My dear Chayoot.blog readers- just to let you know, some of my posts might contain affiliate links. When you purchase a product from my affiliate link, I earn a small part of that purchase as compensation (and you don't pay anything extra for it). Purchasing from one of my links is a great way to support my creation of free content for your viewing pleasure, but please don't feel obligated to purchase anything. Thanks, friend!
I recently listened to a partner at a Venture Capital firm talk about startups that are quick to take action. I couldn’t have said it any better myself, so here’s the quote:
“Commander John Boyd was a flight instructor for the air force. There was this expression that in a simulated dog fight, he could beat any pilot in like 30 seconds or some outrageously quick amount of time. People were like, “How does he do that?” He taught this form of combat, which was about moving very quickly. So, if you place yourself in the time I was reading about John Boyd, it was also when I was working with Eric Ries and Steve Blank. Eric Ries was a consultant at Floodgatebefore he wrote The Lean Startup. He’s famous just like … I have this magnetism for famous future to be authors, I guess.
We were talking, and we’re like, “Something really important is happening here – offshore labor, search engine marketing, opensource software, broadband penetration, global markets – and it seems like you can get a product to market for less money, you can do it faster.” Steve Blank started talking about this guy named John Boyd. John Boyd was this flight instructor in the air force and he could beat anybody in a dog fight super fast. Boyd’s fundamental insight was that sometimes you can win a battle purely by being faster.
It’s like let’s say you’re in a Russian MiG and I’m in an F16, and I make the wrong move but you haven’t moved yet, then I make the right move before you’ve moved yet. Just the mere fact that I was able to make a move and course correct before you made your countermove means two things. I can get in the right position relative to you, but, more importantly, it’s very disorienting to you ‘cause you don’t know where I am. I was here, now I’m there. The philosophy of John Boyd that was inspiring to me back in 2005, and one of the reasons I started Floodgate, was, I was like, “You can do this as an entrepreneur and an investor.”
The F16 fighter jet was designed to John Boyd’s spec. An F16 doesn’t fly faster than a Russian MiG, but it changes directions faster. The F16 fighter was a system, it wasn’t just the plane, which could change direction faster, it was the mind of the pilot. The mind of an agile pilot with an agile plane will beat a Russian MiG all day long. So, I was like, “That’s what’s going to happen with startups.” That’s why 500,000 is the new 5,000,000, and that’s why we need to go fund these agile entrepreneurs. They’re going to be able to force multiply, and the big competitors who’ve raised a bunch of money are going slower, doing waterfall development, they’re going to be disoriented by how fast these companies move.

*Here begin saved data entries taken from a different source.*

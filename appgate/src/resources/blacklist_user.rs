//! Blacklist entries have no update on the peer; every attribute replaces
//! the entry and the distinguished name doubles as the id.

use tfplug::schema::{AttributeBuilder, AttributeType, Schema, SchemaBuilder};
use tfplug::types::{Diagnostic, Dynamic};

use super::engine::{ManagedResource, Reconciler};
use super::state::{Attrs, StateBuilder};
use crate::api::blacklist::BlacklistEntry;
use crate::api::{ApiRevision, Client, Collection};

pub struct BlacklistUserReconciler;

pub fn blacklist_user() -> ManagedResource<BlacklistUserReconciler> {
    ManagedResource::new(BlacklistUserReconciler)
}

fn replacing(name: &str, description: &str) -> AttributeBuilder {
    AttributeBuilder::new(name, AttributeType::String)
        .description(description)
        .force_new()
}

impl Reconciler for BlacklistUserReconciler {
    type Model = BlacklistEntry;

    fn type_name(&self) -> &'static str {
        "appgate_blacklist_user"
    }

    fn schema(&self) -> Schema {
        SchemaBuilder::new()
            .description("User barred from signing in to the collective")
            .attribute(
                AttributeBuilder::new("id", AttributeType::String)
                    .description("Distinguished name of the user")
                    .computed()
                    .build(),
            )
            .attribute(
                replacing(
                    "user_distinguished_name",
                    "Distinguished name, e.g. CN=bob,OU=local",
                )
                .required()
                .build(),
            )
            .attribute(replacing("username", "Username shown in the admin UI").optional().build())
            .attribute(
                replacing("provider_name", "Identity provider of the user")
                    .optional()
                    .build(),
            )
            .attribute(replacing("reason", "Why the user was blacklisted").optional().build())
            .attribute(
                AttributeBuilder::new("blacklisted_at", AttributeType::String)
                    .description("When the entry was added")
                    .computed()
                    .build(),
            )
            .build()
    }

    fn collection<'a>(&self, client: &'a Client) -> Collection<'a, Self::Model> {
        client.blacklist()
    }

    fn assign_id(&self, _model: &mut Self::Model) {}

    fn expand(
        &self,
        _schema: &Schema,
        planned: &Dynamic,
        _revision: ApiRevision,
        model: &mut Self::Model,
    ) -> Result<(), Diagnostic> {
        let config = Attrs::new(planned);
        model.user_distinguished_name =
            config.non_empty_string("user_distinguished_name").ok_or_else(|| {
                Diagnostic::error(
                    "Missing user_distinguished_name",
                    "A blacklist entry is keyed by the user's distinguished name",
                )
            })?;
        model.username = config.non_empty_string("username");
        model.provider_name = config.non_empty_string("provider_name");
        model.reason = config.non_empty_string("reason");
        Ok(())
    }

    fn flatten(&self, _schema: &Schema, model: &Self::Model, _revision: ApiRevision) -> StateBuilder {
        StateBuilder::new()
            .string("id", &model.user_distinguished_name)
            .string("user_distinguished_name", &model.user_distinguished_name)
            .opt_string("username", model.username.clone())
            .opt_string("provider_name", model.provider_name.clone())
            .opt_string("reason", model.reason.clone())
            .opt_string("blacklisted_at", model.blacklisted_at.clone())
    }
}
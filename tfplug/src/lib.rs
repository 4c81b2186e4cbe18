//! tfplug - host plug-in interface for infrastructure providers
//!
//! The traits and values a provider is written against: providers,
//! resources and data sources, the dynamic value tree the host exchanges with
//! them, schemas with validators and defaults, and helpers for acceptance
//! tests.

// Core modules
pub mod context;
pub mod error;
pub mod schema;
pub mod types;

// Provider API modules
pub mod data_source;
pub mod provider;
pub mod resource;

// Helper modules
pub mod defaults;
pub mod import;
pub mod testing;
pub mod validators;

// Re-exports for convenience
pub use context::Context;
pub use data_source::{DataSource, DataSourceWithConfigure};
pub use error::{Result, TfplugError};
pub use import::import_state_passthrough_id;
pub use provider::{DataSourceFactory, Provider, ResourceFactory};
pub use resource::{Resource, ResourceWithConfigure, ResourceWithImportState};
pub use schema::{
    AttributeBuilder, AttributeType, NestedBlockBuilder, NestingMode, Schema, SchemaBuilder,
};
pub use types::{AttributePath, Diagnostic, Dynamic, DynamicValue};
use tfplug::defaults::StaticDefault;
use tfplug::schema::{AttributeBuilder, AttributeType, NestedBlockBuilder, NestingMode, Schema, SchemaBuilder};
use tfplug::types::{Diagnostic, Dynamic};
use tfplug::validators::{IntBetween, IsIpAddress};

use super::common::{base_attributes, base_state, required_name, tags};
use super::engine::{ManagedResource, Reconciler};
use super::state::{Attrs, StateBuilder};
use crate::api::ip_pools::{IpPool, IpRange};
use crate::api::{ApiRevision, Client, Collection};

pub struct IpPoolReconciler;

pub fn ip_pool() -> ManagedResource<IpPoolReconciler> {
    ManagedResource::new(IpPoolReconciler)
}

impl Reconciler for IpPoolReconciler {
    type Model = IpPool;

    fn type_name(&self) -> &'static str {
        "appgate_ip_pool"
    }

    fn schema(&self) -> Schema {
        SchemaBuilder::new()
            .description("Pool of addresses handed to clients by identity providers")
            .attributes(base_attributes("IP pool"))
            .attribute(
                AttributeBuilder::new("ip_version6", AttributeType::Bool)
                    .description("Whether the pool holds IPv6 addresses")
                    .optional()
                    .default(StaticDefault::bool(false))
                    .build(),
            )
            .attribute(
                AttributeBuilder::new("lease_time_days", AttributeType::Number)
                    .description("Days an allocation stays reserved for a user")
                    .optional()
                    .default(StaticDefault::number(30.0))
                    .validator(IntBetween::create(1, 3650))
                    .build(),
            )
            .attribute(
                AttributeBuilder::new("total", AttributeType::String)
                    .description("Number of addresses in the pool")
                    .computed()
                    .build(),
            )
            .block(
                NestedBlockBuilder::new("ranges", NestingMode::List)
                    .description("Address ranges, first and last included")
                    .min_items(1)
                    .attribute(
                        AttributeBuilder::new("first", AttributeType::String)
                            .required()
                            .validator(IsIpAddress::create())
                            .build(),
                    )
                    .attribute(
                        AttributeBuilder::new("last", AttributeType::String)
                            .required()
                            .validator(IsIpAddress::create())
                            .build(),
                    )
                    .build(),
            )
            .build()
    }

    fn collection<'a>(&self, client: &'a Client) -> Collection<'a, Self::Model> {
        client.ip_pools()
    }

    fn expand(
        &self,
        _schema: &Schema,
        planned: &Dynamic,
        _revision: ApiRevision,
        model: &mut Self::Model,
    ) -> Result<(), Diagnostic> {
        let config = Attrs::new(planned);
        model.name = required_name(&config)?;
        model.notes = config.string("notes");
        model.tags = tags(&config);
        model.ip_version6 = config.bool("ip_version6").unwrap_or(false);
        model.lease_time_days = config.int("lease_time_days");
        model.ranges = config
            .blocks("ranges")
            .iter()
            .map(|range| IpRange {
                first: range.string("first").unwrap_or_default(),
                last: range.string("last").unwrap_or_default(),
            })
            .collect();
        Ok(())
    }

    fn flatten(&self, _schema: &Schema, model: &Self::Model, _revision: ApiRevision) -> StateBuilder {
        let ranges = model
            .ranges
            .iter()
            .map(|r| {
                StateBuilder::new()
                    .string("first", &r.first)
                    .string("last", &r.last)
            })
            .collect();

        base_state(&model.id, &model.name, model.notes.as_deref(), &model.tags)
            .bool("ip_version6", model.ip_version6)
            .opt_int("lease_time_days", model.lease_time_days)
            .opt_string("total", model.total_display())
            .blocks("ranges", ranges)
    }
}

#[cfg(test)]
mod tests {
    use super::*;
    use crate::resources::test_helpers::{blocks, configured, create, object, value};
    use mockito::{Matcher, Server};
    use serde_json::json;

    #[tokio::test]
    async fn lease_time_defaults_to_thirty_days() {
        let mut server = Server::new_async().await;
        let resource = configured(ip_pool(), &mut server, ApiRevision::V18, None).await;

        let body = json!({
            "id": "pool-1",
            "name": "v4",
            "tags": [],
            "ipVersion6": false,
            "leaseTimeDays": 30,
            "ranges": [{"first": "10.0.0.1", "last": "10.0.0.254"}],
            "total": 254
        });
        let post = server
            .mock("POST", "/admin/ip-pools")
            .match_body(Matcher::PartialJson(json!({"leaseTimeDays": 30, "ipVersion6": false})))
            .with_status(200)
            .with_header("content-type", "application/json")
            .with_body(body.to_string())
            .create_async()
            .await;
        let _get = server
            .mock("GET", "/admin/ip-pools/pool-1")
            .with_status(200)
            .with_header("content-type", "application/json")
            .with_body(body.to_string())
            .create_async()
            .await;

        let response = create(
            &resource,
            value(vec![
                ("name", Dynamic::from("v4")),
                (
                    "ranges",
                    blocks(vec![object(vec![
                        ("first", Dynamic::from("10.0.0.1")),
                        ("last", Dynamic::from("10.0.0.254")),
                    ])]),
                ),
            ]),
        )
        .await;

        post.assert_async().await;
        assert!(response.diagnostics.is_empty(), "{:?}", response.diagnostics);
        let state = Attrs::of(&response.new_state);
        assert_eq!(state.int("lease_time_days"), Some(30));
        assert_eq!(state.string("total").as_deref(), Some("254"));
    }
}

What I really learned from Boyd was kind of this idea that if you are a speed based competitor, you can be wrong but still be right quicker, which makes you right.”
To view the transcript of the entire show, you can click here.
Anyway, “Forty Second Boyd” (according to Wikipedia) could supposedly beat any pilot in a dogfight within forty seconds, which was unbelievable. While that transcript related to startups, the advice is great in terms of self improvement and pursuing excellence in any discipline.
As you know, there’s a massive difference between starting when you’re “good enough” and starting when you’re “perfect”. You can always adjust along the way for the former (and you’ll probably reach a high level of mastery faster than if you waited for perfection in the first place).
What’s the key takeaway here? Don’t let paralysis by analysis get you. Get moving. Wanna start working out? Do it. Looking to start crosstraining in another sport like wrestling, jiu jitsu, or judo? Do it now. There’s no need to “get in shape” before you start training. Getting in shape will happen along the way if you’re conscious about taking action.
Looking to attend a training camp but don’t think that you’re ready? Go to camp and prepare to the furthest extent possible before that.
Wondering whether or not you should be ready to enter a tournament three months from now? Commit to it.
Trying to run/read/relax regularly? Take the first step now, even if it’s not the “perfect” decision in the perfect situation that you’re looking for. There’s always the possibility of adjustments.
By following John Boyd’s principle, you’ll find that you can take massive action, make mistakes, and still “win” over the long term. Compound interest generally favors the investor who started earlier and not the investor who put the most money in later. I believe the same applies when you invest in yourself through learning, exercise, recovery, and anything in between.
Take action now. Adjust along the way.